Why not discuss the fact that every single functional deficiency that the ODF spec currently has will require multiple technical reviews and updates…v1.1 v1.2 v1.3+”
Erm… I … suppose you’re speaking of the development process of odf and that higher versions also need ISO certification? Well as OOXML isn’t even ready or ISO-certified yet (and it certainly won’t ever be ready, this is a fact of life in the computer industry, you know) I don’t see why this would only impede odf.
You also mislead people by saying that OpenXML’s fasttrack process was inappropriate. Do you even know what “fast-track” means in the entire ISO process? I will tell you. Fast-track means that the spec was developed outside of ISO technical committee and can be submitted by outside standards organizations like ECMA and ITU-T.
Mislead? Pot and kettle. From the http://www.iso.org website: In the so-called “Fast-track procedure”, a document is submitted directly for approval as a draft International Standard (DIS) to the ISO member bodies” I think the word “directly” is missing from your definition.
Yes, that is the question, isn’t it? Or OOXML is a bloated obfuscation of a format, or odf is a wanting and unfinished excuse for a format. The answer is there for all to see: in 2006 odf unanimously passed its six-month ISO ballot after been developed by a Technical Committee of the OASIS (of which Microsoft is a member) since 2002. OOXML didn’t achieve the required number of votes for approval during the ballot phase in 2007 (all wikipedia). Questions?
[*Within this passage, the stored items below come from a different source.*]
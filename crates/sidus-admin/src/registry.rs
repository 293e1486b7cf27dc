//! The admin registry.
//!
//! [`AdminRegistry`] maps admin codes to [`Admin`]s. It is populated once at
//! startup (usually through [`build_registry`]) and only read afterwards; the
//! current admin of a request lives in a
//! [`RequestContext`](crate::context::RequestContext) instead.

use indexmap::IndexMap;
use sidus_admin_core::{AdminError, AdminResult, Settings};

use crate::admin::Admin;
use crate::factory::ActionFactories;

/// Lookup table from admin code to admin, in registration order.
///
/// # Examples
///
/// ```
/// use sidus_admin::{Admin, AdminRegistry};
/// use sidus_admin_core::config::AdminConfig;
///
/// let mut registry = AdminRegistry::new();
/// registry.add_admin(Admin::new("product", AdminConfig::new()).unwrap());
///
/// assert!(registry.has_admin("product"));
/// assert!(registry.get_admin("category").is_err());
/// ```
#[derive(Debug, Clone, Default)]
pub struct AdminRegistry {
    admins: IndexMap<String, Admin>,
}

impl AdminRegistry {
    /// Creates an empty registry.
    pub fn new() -> Self {
        Self::default()
    }

    /// Registers an admin under its code.
    ///
    /// An admin already registered under the same code is replaced and the
    /// replacement keeps the original position.
    pub fn add_admin(&mut self, admin: Admin) {
        let code = admin.code().to_string();
        if self.admins.insert(code.clone(), admin).is_some() {
            tracing::debug!(admin = %code, "replaced previously registered admin");
        } else {
            tracing::debug!(admin = %code, "registered admin");
        }
    }

    /// Returns every admin keyed by code, in registration order.
    pub const fn admins(&self) -> &IndexMap<String, Admin> {
        &self.admins
    }

    /// Returns the admin with the given code.
    ///
    /// # Errors
    ///
    /// Returns `NotFound` if no admin has that code.
    pub fn get_admin(&self, code: &str) -> AdminResult<&Admin> {
        self.admins
            .get(code)
            .ok_or_else(|| AdminError::NotFound(format!("No admin with code: '{code}'")))
    }

    /// Returns whether an admin is registered under `code`.
    pub fn has_admin(&self, code: &str) -> bool {
        self.admins.contains_key(code)
    }

    /// Returns the registered codes in order.
    pub fn codes(&self) -> Vec<&str> {
        self.admins.keys().map(String::as_str).collect()
    }

    /// Returns the number of registered admins.
    pub fn len(&self) -> usize {
        self.admins.len()
    }

    /// Returns `true` if no admin is registered.
    pub fn is_empty(&self) -> bool {
        self.admins.is_empty()
    }
}

/// Builds every admin configured in `settings`, in declaration order.
///
/// Each admin uses the factory named by its `action_class`, or the settings'
/// default `action_class`. Admins without a base template inherit the
/// settings' one.
///
/// # Errors
///
/// Returns `ConfigurationError` for an unknown factory name, and any error
/// raised while building an admin.
pub fn build_registry(settings: &Settings, factories: &ActionFactories) -> AdminResult<AdminRegistry> {
    let mut registry = AdminRegistry::new();

    for (code, config) in &settings.configurations {
        let factory_name = settings.action_class_for(config);
        let factory = factories.get(factory_name).map_err(|_| {
            AdminError::ConfigurationError(format!(
                "Unknown action_class '{factory_name}' for admin '{code}'"
            ))
        })?;
        let admin = Admin::with_factory(code, settings.resolve_admin_config(config), factory)?;
        registry.add_admin(admin);
    }

    tracing::info!(admins = registry.len(), "admin registry built");
    Ok(registry)
}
Sounds nice, but really? I think Microsoft is trying to preserve the ties that bind customers to it’s software imperium. I could be wrong, of course.
How about this, instead of writing about what you hear on the web, why don’t you do some fact-checking as well as information gathering. After that, do some due diligence and ask someone as Microsoft about what’s up.”
I suspect this someones answers are going to look remarkably like your answers. Heh.
What you don’t quite understand is that Microsoft has no beef with ODF. OpenXML is here for a completely different reason. The scope and definition OpenXML spec is orders of magnitude greater in design and intent.
Bollocks, odf solutions directly compete with Microsoft’s office solutions (this is Microsoft’s own choice, btw), and what’s more: odf can break the customers addiction to this one software suppliers products. And this last thing is what really scares Microsoft.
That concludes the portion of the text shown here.